Please transcribe the line with "pub enum TreeKind" and the lines after it through the end of the listing below, keeping both ends and nothing more.

__Data listing__.
+++

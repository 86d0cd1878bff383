//! Change notifications for the UI layer.

use tokio::sync::mpsc;

/// The two independent tree instances.
#[derive(Debug, Clone, Copy, PartialEq, Eq, Hash)]
pub enum TreeKind {
    Jobs,
    History,
}

#[derive(Debug, Clone, Copy, PartialEq, Eq)]
pub enum Direction {
    Up,
    Down,
}

#[derive(Debug, Clone, PartialEq, Eq)]
pub enum TreeEvent {
    /// Node identities may have changed; re-query roots and expanded nodes.
    Invalidated { tree: TreeKind, generation: u64 },
    ProjectsReordered { name: String, direction: Direction },
    ProjectsDeleted { names: Vec<String> },
    ProjectTracked { name: String, branch: Option<String> },
}

pub type EventSender = mpsc::UnboundedSender<TreeEvent>;

/// Listeners going away is not an error for the sender; it only means nobody redraws.
pub(crate) fn emit(tx: &EventSender, event: TreeEvent) {
    if tx.send(event).is_err() {
        tracing::warn!("tree event channel closed");
    }
}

+++

__Output__.
pub enum TreeKind {
    Jobs,
    History,
}

#[derive(Debug, Clone, Copy, PartialEq, Eq)]
pub enum Direction {
    Up,
    Down,
}

#[derive(Debug, Clone, PartialEq, Eq)]
pub enum TreeEvent {
    /// Node identities may have changed; re-query roots and expanded nodes.
    Invalidated { tree: TreeKind, generation: u64 },
    ProjectsReordered { name: String, direction: Direction },
    ProjectsDeleted { names: Vec<String> },
    ProjectTracked { name: String, branch: Option<String> },
}

pub type EventSender = mpsc::UnboundedSender<TreeEvent>;

/// Listeners going away is not an error for the sender; it only means nobody redraws.
pub(crate) fn emit(tx: &EventSender, event: TreeEvent) {
    if tx.send(event).is_err() {
        tracing::warn!("tree event channel closed");
    }
}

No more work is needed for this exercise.